Publié a 14h
La récente visite de l’ancien président sud-africain Jacob Zuma au Maroc continue de provoquer des remous à Pretoria. Durant ce déplacement officiel, effectué du 15 au 18 juillet, l’ex-chef d’État a publiquement exprimé son soutien au plan marocain d’autonomie pour le Sahara, qu’il a qualifié de « solution pragmatique et réaliste ». Une position qui tranche nettement avec la ligne diplomatique adoptée par le gouvernement sud-africain, traditionnellement aligné sur la cause du Front Polisario.
Face à cette prise de position, le ministère sud-africain des Relations internationales et de la Coopération (DIRCO) a réagi sèchement, dénonçant l’« abus » du drapeau national lors de la visite. Un reproche protocolaire qui, selon plusieurs observateurs, traduit surtout un malaise plus profond : la voix de Zuma, figure historique de la lutte anti-apartheid et chef du parti MK, révèle l’absence de consensus national sur ce dossier sensible.
Contrairement à l’idée d’une démarche improvisée, des sources diplomatiques confirment que la venue de Jacob Zuma avait été préparée en coordination avec l’ambassade du Maroc à Pretoria… mais aussi avec l’ambassade d’Afrique du Sud à Rabat. Cette dernière aurait même demandé aux autorités marocaines d’accorder à l’ancien président un traitement protocolaire digne de son rang, incluant l’usage du drapeau sud-africain.
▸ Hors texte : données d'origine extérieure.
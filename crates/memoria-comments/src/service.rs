//! Remote comment service contracts.
//!
//! The panels depend only on these traits. The `memoria-client` crate provides
//! the HTTP implementation; the `mock` feature provides an in-memory one.
//!
//! Every call is blocking. Hosts that need to stay responsive run calls off
//! the UI thread and feed page results back through
//! [`CommentPanel::finish_page_load`](crate::CommentPanel::finish_page_load).

use crate::error::ServiceError;
use crate::types::{
    CommentConfiguration, CommentPage, GeneratedCodes, MemorialCodes, ModerationSettings,
    NewComment, ValidatedAccess,
};

/// Public comment operations, keyed by the memorial's public identifier.
pub trait CommentService: Send + Sync {
    /// Fetch the public comment settings.
    fn get_configuration(&self, memorial_id: &str) -> Result<CommentConfiguration, ServiceError>;

    /// Fetch one page of comments, newest first.
    fn list_comments(
        &self,
        memorial_id: &str,
        page: u32,
        page_size: u32,
    ) -> Result<CommentPage, ServiceError>;

    /// Exchange an access code for a short-lived token.
    fn validate_code(&self, memorial_id: &str, code: &str)
    -> Result<ValidatedAccess, ServiceError>;

    /// Post a top-level comment.
    fn create_comment(
        &self,
        memorial_id: &str,
        comment: &NewComment,
        token: Option<&str>,
    ) -> Result<(), ServiceError>;

    /// Post a reply under `comment_id`.
    fn create_reply(
        &self,
        memorial_id: &str,
        comment_id: &str,
        reply: &NewComment,
        token: Option<&str>,
    ) -> Result<(), ServiceError>;

    /// Increment the like counter of a comment or reply.
    ///
    /// Returns the new count as stored by the server.
    fn like_item(&self, memorial_id: &str, item_id: &str) -> Result<u64, ServiceError>;
}

/// Administrator operations, keyed by the memorial's internal identifier.
pub trait ModerationService: Send + Sync {
    /// Fetch the current comment settings.
    fn get_settings(&self, memorial_id: &str) -> Result<CommentConfiguration, ServiceError>;

    /// Fetch the access codes stored on the memorial record.
    fn get_memorial_codes(&self, memorial_id: &str) -> Result<MemorialCodes, ServiceError>;

    /// Fetch one page of comments with audit fields.
    fn list_admin_comments(
        &self,
        memorial_id: &str,
        page: u32,
        page_size: u32,
    ) -> Result<CommentPage, ServiceError>;

    /// Persist codes, enablement and visitor message in one call.
    fn save_configuration(
        &self,
        memorial_id: &str,
        settings: &ModerationSettings,
    ) -> Result<ModerationSettings, ServiceError>;

    /// Generate fresh values for both codes (not persisted until saved).
    fn generate_codes(&self, memorial_id: &str) -> Result<GeneratedCodes, ServiceError>;

    /// Generate a fresh client code (not persisted until saved).
    fn generate_client_code(&self, memorial_id: &str) -> Result<String, ServiceError>;

    /// Delete a comment (with its replies) or a single reply.
    fn delete_comment(&self, comment_id: &str) -> Result<(), ServiceError>;
}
Côté marocain, la visite s’est déroulée dans un cadre « officiel et transparent », multipliant rencontres avec responsables politiques et chefs de partis. Rabat se défend de toute ingérence dans la vie politique sud-africaine, mais se félicite de pouvoir dialoguer avec toutes les sensibilités, y compris celles divergentes de la position gouvernementale.
L’incident met en lumière une réalité souvent occultée : au sein de la société sud-africaine, des voix politiques, intellectuelles et sociales défendent une vision différente sur la question du Sahara, plus proche des thèses marocaines. Pour le Maroc, cette diversité est le signe d’un pluralisme démocratique normal, que Pretoria aurait tort de considérer comme une menace.
Le parti MK a d’ailleurs annoncé une conférence de presse pour répondre aux critiques officielles, confirmant que la déclaration de Zuma à Rabat était réfléchie et assumée.
Sur le fond, Rabat rappelle que plus des deux tiers des pays africains soutiennent la souveraineté marocaine sur le Sahara ou adoptent une position constructive, contre une minorité d’États, dont l’Afrique du Sud, qui continuent de s’y opposer. Une posture qui, selon le Maroc, place Pretoria dans une situation d’isolement croissant sur la scène continentale.
En dépit des tensions, le Royaume assure rester ouvert à un dialogue « sincère et affranchi des réflexes idéologiques de la guerre froide » avec Pretoria. Mais il estime que l’épisode Zuma illustre un basculement progressif des équilibres diplomatiques africains en faveur de la solution d’autonomie proposée par Rabat.